----- Exercise input -----

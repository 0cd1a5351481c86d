//! The capability a network transport exposes to the client layer.

use std::collections::BTreeMap;
use std::sync::Arc;
use std::time::Duration;

use async_trait::async_trait;

use crate::error::Result;
use crate::provider::{
    AnalyticsProvider, DiagnosticsProvider, HttpProvider, QueryProvider, SearchProvider,
};

/// Username and password used to authenticate against the cluster.
#[derive(Clone, PartialEq, Eq)]
pub struct Credentials {
    /// Username.
    pub username: String,
    /// Password.
    pub password: String,
}

impl std::fmt::Debug for Credentials {
    fn fmt(&self, f: &mut std::fmt::Formatter<'_>) -> std::fmt::Result {
        f.debug_struct("Credentials")
            .field("username", &self.username)
            .field("password", &"***")
            .finish()
    }
}

/// Everything a transport needs to build its configuration.
#[derive(Debug, Clone, PartialEq)]
pub struct AgentConfig {
    /// Connection string scheme (`couchbase`, `couchbases`, `http`).
    pub scheme: String,
    /// Seed node addresses as `host` or `host:port`.
    pub addresses: Vec<String>,
    /// Bucket to open, or `None` for a cluster-level connection.
    pub bucket_name: Option<String>,
    /// Credentials, if any were configured.
    pub credentials: Option<Credentials>,
    /// Timeout for establishing the connection.
    pub connect_timeout: Duration,
    /// Default timeout for key-value operations.
    pub kv_timeout: Duration,
    /// Whether mutation tokens are requested from the server.
    pub use_mutation_tokens: bool,
    /// Whether server-side operation durations are requested.
    pub use_server_durations: bool,
    /// Connection string options not interpreted by the client layer.
    pub options: BTreeMap<String, Vec<String>>,
}

/// One logical connection to the cluster as provided by the network layer.
///
/// Connecting and bucket selection are performed once; retry policy belongs to
/// the transport itself.
#[async_trait]
pub trait Transport: Send + Sync {
    /// Builds the transport configuration. Performs no network I/O.
    fn build_config(&self) -> Result<()>;

    /// Connects to the cluster.
    async fn connect(&self) -> Result<()>;

    /// Binds the connection to a bucket.
    async fn select_bucket(&self, bucket_name: &str) -> Result<()>;

    /// Returns whether the connection is established.
    fn is_connected(&self) -> bool;

    /// Returns whether the cluster accepts bucket-independent requests on
    /// this connection.
    fn supports_cluster_level_operations(&self) -> bool;

    /// Closes the connection and releases its resources.
    async fn close(&self) -> Result<()>;

    /// Returns the N1QL query provider.
    fn query_provider(&self) -> Result<Arc<dyn QueryProvider>>;

    /// Returns the analytics provider.
    fn analytics_provider(&self) -> Result<Arc<dyn AnalyticsProvider>>;

    /// Returns the search provider.
    fn search_provider(&self) -> Result<Arc<dyn SearchProvider>>;

    /// Returns the diagnostics provider.
    fn diagnostics_provider(&self) -> Result<Arc<dyn DiagnosticsProvider>>;

    /// Returns the generic HTTP provider.
    fn http_provider(&self) -> Result<Arc<dyn HttpProvider>>;
}

impl std::fmt::Debug for dyn Transport {
    fn fmt(&self, f: &mut std::fmt::Formatter<'_>) -> std::fmt::Result {
        f.debug_struct("Transport")
            .field("connected", &self.is_connected())
            .finish()
    }
}

/// Creates unconnected transports.
pub trait TransportFactory: Send + Sync {
    /// Creates a transport for the given configuration. Performs no I/O.
    fn create(&self, config: &AgentConfig) -> Arc<dyn Transport>;
}

impl std::fmt::Debug for dyn TransportFactory {
    fn fmt(&self, f: &mut std::fmt::Formatter<'_>) -> std::fmt::Result {
        f.write_str("TransportFactory")
    }
}
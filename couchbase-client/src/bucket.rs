//! Handle to a single bucket.

use std::sync::Arc;

use couchbase_core::CoreError;

use crate::connection::ManagedConnection;

/// A bucket opened through [`Cluster::bucket`](crate::Cluster::bucket).
///
/// Opening never fails. A bucket whose connection could not be bootstrapped
/// keeps the failure, available from [`bootstrap_error`](Self::bootstrap_error).
#[derive(Debug, Clone)]
pub struct Bucket {
    name: String,
    connection: Arc<ManagedConnection>,
}

impl Bucket {
    pub(crate) fn new(name: String, connection: Arc<ManagedConnection>) -> Self {
        Self { name, connection }
    }

    /// Returns the bucket name.
    pub fn name(&self) -> &str {
        &self.name
    }

    /// Returns the connection serving this bucket.
    pub fn connection(&self) -> &Arc<ManagedConnection> {
        &self.connection
    }

    /// Returns the error recorded while opening the bucket, if any.
    pub fn bootstrap_error(&self) -> Option<Arc<CoreError>> {
        self.connection.bootstrap_error()
    }

    /// Returns true if the bucket's connection is usable.
    pub fn is_connected(&self) -> bool {
        self.connection.is_connected()
    }
}
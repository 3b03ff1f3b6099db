use kectl_core::MediaType;
use kectl_encoding::{detect, Codec, StorageCodec};

#[test]
fn yaml_manifest_survives_storage_envelope() {
    let yaml = "apiVersion: v1\nkind: ConfigMap\nmetadata:\n  name: cfg\n  namespace: ns\ndata:\n  k: v\n";
    let codec = StorageCodec;
    let bin = codec.convert(MediaType::Yaml, MediaType::StorageBinary, yaml.as_bytes()).unwrap();
    assert_eq!(detect(&bin), MediaType::StorageBinary);

    let json = codec.convert(detect(&bin), MediaType::Json, &bin).unwrap();
    let v: serde_json::Value = serde_json::from_slice(&json).unwrap();
    assert_eq!(v["metadata"]["name"], "cfg");
    assert_eq!(v["data"]["k"], "v");
}

#[test]
fn plain_json_is_detected_as_json() {
    assert_eq!(detect(br#"{"kind":"Widget"}"#), MediaType::Json);
}
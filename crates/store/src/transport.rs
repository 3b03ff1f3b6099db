//! The key-value transport seam.
//!
//! Implementations speak to a concrete store (etcd, or the in-memory
//! [`crate::MemoryTransport`]). They perform exactly the request they are
//! given: no retries, no pagination, no key derivation.

use async_trait::async_trait;
use bytes::Bytes;
use futures::stream::BoxStream;

use crate::Record;

#[derive(Debug, thiserror::Error)]
pub enum TransportError {
    #[error("required revision {requested} is a future revision (current {current})")]
    FutureRevision { requested: i64, current: i64 },
    #[error("watcher fell behind by {0} events")]
    Lagged(u64),
    #[error("{0}")]
    Backend(#[source] Box<dyn std::error::Error + Send + Sync + 'static>),
}

/// Range read. `range_end == None` reads the single key `key`.
#[derive(Debug, Clone, Default)]
pub struct RangeRequest {
    pub key: Bytes,
    pub range_end: Option<Bytes>,
    /// 0 = no limit.
    pub limit: i64,
    /// 0 = latest.
    pub revision: i64,
    pub keys_only: bool,
}

#[derive(Debug, Clone, Default)]
pub struct RangeResponse {
    /// In key order.
    pub records: Vec<Record>,
    /// More records exist beyond `limit`.
    pub more: bool,
    /// Store revision at the time of the read.
    pub revision: i64,
}

#[derive(Debug, Clone, Default)]
pub struct PutResponse {
    pub revision: i64,
    pub prev_value: Option<Bytes>,
}

#[derive(Debug, Clone, Default)]
pub struct DeleteResponse {
    pub revision: i64,
    /// Deleted keys with the value they held.
    pub deleted: Vec<Record>,
}

#[derive(Debug, Clone, Copy, PartialEq, Eq)]
pub enum EventKind {
    Put,
    Delete,
}

#[derive(Debug, Clone)]
pub struct WatchEvent {
    pub kind: EventKind,
    pub revision: i64,
    /// For deletes `value` is empty and `prev_value` holds the removed value.
    pub record: Record,
}

pub type WatchStream = BoxStream<'static, Result<WatchEvent, TransportError>>;

#[async_trait]
pub trait Transport: Send + Sync {
    async fn range(&self, req: RangeRequest) -> Result<RangeResponse, TransportError>;

    async fn put(&self, key: Bytes, value: Bytes) -> Result<PutResponse, TransportError>;

    /// Delete `key`, or `[key, range_end)` when a range end is given.
    async fn delete(&self, key: Bytes, range_end: Option<Bytes>) -> Result<DeleteResponse, TransportError>;

    /// Stream changes to `key` (or the range) from `start_revision`; 0 = from now.
    async fn watch(&self, key: Bytes, range_end: Option<Bytes>, start_revision: i64) -> Result<WatchStream, TransportError>;
}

-----

**Work order**. Out of the records above, pull each line containing the word "requested".

**Problem solution**.
    /// Whether mutation tokens are requested from the server.
    /// Whether server-side operation durations are requested.
    #[error("required revision {requested} is a future revision (current {current})")]
    FutureRevision { requested: i64, current: i64 },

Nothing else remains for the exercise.